Skip to content

A tool that uses several heuristics to try to get the licenses and copyright attributions of the 3rd party dependencies of a repository

License

Notifications You must be signed in to change notification settings

DataDog/dd-license-attribution

Repository files navigation

Datadog License Attribution Tracker

CI Linters OpenSSF Scorecard Coverage Python 3.11+ License Code style: black Imports: isort Type checker: mypy

Datadog License Attribution Tracker is a tool that collects license and copyright information for third party dependencies of a project and returns a list of said dependencies and their licenses and copyright attributions, if found.

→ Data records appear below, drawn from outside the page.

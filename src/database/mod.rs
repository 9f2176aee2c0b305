pub mod manager;
pub mod memory;
pub mod models;
pub mod postgres;
pub mod store;

pub use manager::DatabaseManager;
pub use memory::MemoryStore;
pub use postgres::PgStore;
pub use store::{StoreError, TodoStore};
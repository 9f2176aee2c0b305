use axum::extract::{Path, State};
use axum::Extension;
use uuid::Uuid;

use crate::auth::{IdentityContext, RequestIdentity};
use crate::database::models::User;
use crate::handlers::AppState;
use crate::middleware::{ApiResponse, ApiResult};

/// GET /api/users/:user_id
pub async fn user_get(
    State(state): State<AppState>,
    Extension(identity): Extension<RequestIdentity>,
    Path(user_id): Path<Uuid>,
) -> ApiResult<User> {
    identity.current_user_id()?;
    Ok(ApiResponse::success(state.users.get_by_id(user_id).await?))
}
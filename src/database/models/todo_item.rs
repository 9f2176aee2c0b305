use chrono::{DateTime, Utc};
use serde::{Deserialize, Serialize};
use uuid::Uuid;

/// Normalize a raw enum value: lowercase, with spaces, underscores and hyphens removed.
/// "In Progress", "in_progress" and "InProgress" all become "inprogress".
fn normalize(raw: &str) -> String {
    raw.chars()
        .filter(|c| !matches!(c, ' ' | '_' | '-'))
        .flat_map(char::to_lowercase)
        .collect()
}

#[derive(Debug, Clone, Copy, PartialEq, Eq, PartialOrd, Ord, Hash, Default, Serialize, Deserialize)]
pub enum StatusType {
    #[default]
    NotStarted,
    InProgress,
    Completed,
}

impl StatusType {
    pub const ALL: [StatusType; 3] = [StatusType::NotStarted, StatusType::InProgress, StatusType::Completed];

    pub fn as_str(&self) -> &'static str {
        match self {
            StatusType::NotStarted => "NotStarted",
            StatusType::InProgress => "InProgress",
            StatusType::Completed => "Completed",
        }
    }

    pub fn ordinal(&self) -> u8 {
        *self as u8
    }

    /// Accepts a variant name (case and separators ignored) or its ordinal.
    pub fn from_raw(raw: &str) -> Option<Self> {
        let raw = raw.trim();
        if let Ok(n) = raw.parse::<u8>() {
            return Self::ALL.into_iter().find(|s| s.ordinal() == n);
        }
        let wanted = normalize(raw);
        Self::ALL.into_iter().find(|s| normalize(s.as_str()) == wanted)
    }
}

#[derive(Debug, Clone, Copy, PartialEq, Eq, PartialOrd, Ord, Hash, Default, Serialize, Deserialize)]
pub enum PriorityType {
    #[default]
    Low,
    Medium,
    High,
    Critical,
}

impl PriorityType {
    pub const ALL: [PriorityType; 4] = [
        PriorityType::Low,
        PriorityType::Medium,
        PriorityType::High,
        PriorityType::Critical,
    ];

    pub fn as_str(&self) -> &'static str {
        match self {
            PriorityType::Low => "Low",
            PriorityType::Medium => "Medium",
            PriorityType::High => "High",
            PriorityType::Critical => "Critical",
        }
    }

    pub fn ordinal(&self) -> u8 {
        *self as u8
    }

    /// Accepts a variant name (case and separators ignored) or its ordinal.
    pub fn from_raw(raw: &str) -> Option<Self> {
        let raw = raw.trim();
        if let Ok(n) = raw.parse::<u8>() {
            return Self::ALL.into_iter().find(|p| p.ordinal() == n);
        }
        let wanted = normalize(raw);
        Self::ALL.into_iter().find(|p| normalize(p.as_str()) == wanted)
    }
}

#[derive(Debug, Clone, Copy, PartialEq, Eq, Serialize, Deserialize)]
pub enum MediaType {
    Image,
    Video,
}

impl MediaType {
    pub fn as_str(&self) -> &'static str {
        match self {
            MediaType::Image => "Image",
            MediaType::Video => "Video",
        }
    }

    pub fn from_raw(raw: &str) -> Option<Self> {
        match normalize(raw).as_str() {
            "image" => Some(MediaType::Image),
            "video" => Some(MediaType::Video),
            _ => None,
        }
    }
}

/// An entry on a list. Items only exist inside their list and are removed with it.
#[derive(Debug, Clone, PartialEq, Serialize, Deserialize)]
pub struct TodoItem {
    pub id: Uuid,
    pub list_id: Uuid,
    pub name: String,
    pub description: String,
    pub due_date: Option<DateTime<Utc>>,
    pub status: StatusType,
    pub priority: PriorityType,
    pub media_url: Option<String>,
    pub media_type: Option<MediaType>,
}

impl TodoItem {
    pub fn new(list_id: Uuid, name: impl Into<String>) -> Self {
        Self {
            id: Uuid::new_v4(),
            list_id,
            name: name.into(),
            description: String::new(),
            due_date: None,
            status: StatusType::default(),
            priority: PriorityType::default(),
            media_url: None,
            media_type: None,
        }
    }
}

As of today, Datadog License Attribution Tracker supports Go, Python, and NodeJS projects. It will be extended in the future to support more languages.

The tool collects license and other metadata information using multiple sources, including the GitHub API, pulled source code, the go-pkg list command output, and metadata collected from PyPI and NPM. It supports gathering data from various repositories to generate a comprehensive list of third party dependencies.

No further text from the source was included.